1. Ted
Why It Should Have Been Great: Seth MacFarlane's foray into live-action features Mark Wahlberg, Mila Kunis and Ted, a cuddly teddy bear that comes to life thanks to a wish made on a shooting star. Sounds sickly, but make no mistake - it's definitely not a Disney film. MacFarlane's tar-black humour, peppered with a near-endless supply of pop culture references, puts this toy strictly out of children's reach.

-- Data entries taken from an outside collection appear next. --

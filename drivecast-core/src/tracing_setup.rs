//! Tracing setup for drivecast
//!
//! Console output at the user's chosen level, plus an optional debug log file
//! that captures every relay decision for the last run.

use std::fs::{File, create_dir_all};
use std::path::{Path, PathBuf};

use tracing::Level;
use tracing_subscriber::layer::SubscriberExt;
use tracing_subscriber::util::SubscriberInitExt;
use tracing_subscriber::{EnvFilter, Layer, fmt};

/// File name of the per-run debug log.
pub const LOG_FILE_NAME: &str = "drivecast-last-run.log";

/// Initialize tracing with console output and, when `logs_dir` is given, a
/// debug-level log file at `logs_dir/drivecast-last-run.log`.
///
/// `RUST_LOG` overrides the console level when set.
///
/// # Errors
///
/// - `Box<dyn std::error::Error>` - If the logs directory or file cannot be created,
///   or a global subscriber is already installed
pub fn init_tracing(
    console_level: Level,
    logs_dir: Option<&Path>,
) -> Result<Option<PathBuf>, Box<dyn std::error::Error>> {
    let console_filter = EnvFilter::try_from_default_env()
        .unwrap_or_else(|_| EnvFilter::new(console_level.to_string()));

    let console_layer = fmt::layer()
        .with_target(true)
        .with_thread_ids(false)
        .with_file(false)
        .with_line_number(false)
        .with_filter(console_filter);

    let (file_layer, log_file_path) = match logs_dir {
        Some(dir) => {
            create_dir_all(dir)?;
            let path = dir.join(LOG_FILE_NAME);
            let log_file = File::create(&path)?;

            // Upstream client internals stay at info; relay code logs everything
            let file_filter =
                EnvFilter::new("info,drivecast_core=trace,drivecast_web=trace,tower_http=debug");
            let layer = fmt::layer()
                .with_target(true)
                .with_thread_ids(true)
                .with_file(true)
                .with_line_number(true)
                .with_ansi(false)
                .with_writer(log_file)
                .with_filter(file_filter);
            (Some(layer), Some(path))
        }
        None => (None, None),
    };

    tracing_subscriber::registry()
        .with(console_layer)
        .with(file_layer)
        .try_init()?;

    match &log_file_path {
        Some(path) => tracing::info!(
            "Tracing initialized: console={}, debug_file={}",
            console_level,
            path.display()
        ),
        None => tracing::info!("Tracing initialized: console={}", console_level),
    }

    Ok(log_file_path)
}

/// CLI log levels for user control
#[derive(Debug, Clone, Copy, PartialEq, Eq, clap::ValueEnum)]
pub enum CliLogLevel {
    /// Only error messages
    Error,
    /// Warning and error messages
    Warn,
    /// Informational, warning, and error messages
    Info,
    /// Debug, informational, warning, and error messages
    Debug,
    /// All messages including detailed tracing
    Trace,
}

impl CliLogLevel {
    /// Converts CLI log level to tracing Level enum.
    ///
    /// # Examples
    /// ```
    /// use drivecast_core::tracing_setup::CliLogLevel;
    ///
    /// let level = CliLogLevel::Info.as_tracing_level();
    /// assert_eq!(level, tracing::Level::INFO);
    /// ```
    pub fn as_tracing_level(self) -> Level {
        match self {
            CliLogLevel::Error => Level::ERROR,
            CliLogLevel::Warn => Level::WARN,
            CliLogLevel::Info => Level::INFO,
            CliLogLevel::Debug => Level::DEBUG,
            CliLogLevel::Trace => Level::TRACE,
        }
    }
}

impl std::fmt::Display for CliLogLevel {
    fn fmt(&self, f: &mut std::fmt::Formatter<'_>) -> std::fmt::Result {
        match self {
            CliLogLevel::Error => write!(f, "error"),
            CliLogLevel::Warn => write!(f, "warn"),
            CliLogLevel::Info => write!(f, "info"),
            CliLogLevel::Debug => write!(f, "debug"),
            CliLogLevel::Trace => write!(f, "trace"),
        }
    }
}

Why It Wasn't: With credits as director, co-writer, co-producer and leading (voice) actor, its easy to dismiss Ted
as simply the latest of MacFarlanes vanity projects. Certainly, in rounding up members of his 'Family Guy' cast (Mila Kunis plays the love interest while Alex Borstein and Patrick Warburton have bit parts) and anthropomorphising yet another animal with the very worst of human behaviour, originality is one of the first things noticeable by its absence. Wahlberg plays John Bennett, a man who has taken his childhood friend, a real-life, tough-talking, pot-smoking teddy bear, into his thirties but now has to decide whether he should sacrifice it all for his girlfriend, Lori (Kunis). Needless to say, it's another buddy movie in which the main female character is shown in a less than flattering light. Here Lori is a humourless spoilsport who exists solely to remind our slacker hero about growing up and accepting responsibility. Still, it could be worse: practically every other female character is a prostitute. With his gruff Beantown accent, potty mouth and insatiable appetite for most earthly pleasures, Ted is a character you'll either fall in love with for ever or grow tired of in the opening ten minutes. After the novelty of hearing such filth come from such a cute face wears off, chances are you'll pick the latter. For the film is essentially a substandard rom-com seldom elevated by its scattergun approach to humour (namely, throw enough mud) and Wahlbergs comic timing; the latter impressively showcased in his reeling off of forty white trash girls names without taking a breath. With a nostalgic (masked as ironic) eye to the Eighties, talk of the buddies favourite film, Flash Gordon, inexplicably leads to an over-long running joke (another MacFarlane trait) about its star, Sam J. Jones, demolishing a house party; a scene offensive not for its rather racist denouement but for how weakly it limps to such a finish.Ultimately, for all the shock tactics, Ted is a significantly sweeter film than any amount of four- letter words spat from a stuffed toy would have you believe. It just has a hard time admitting it, that's all.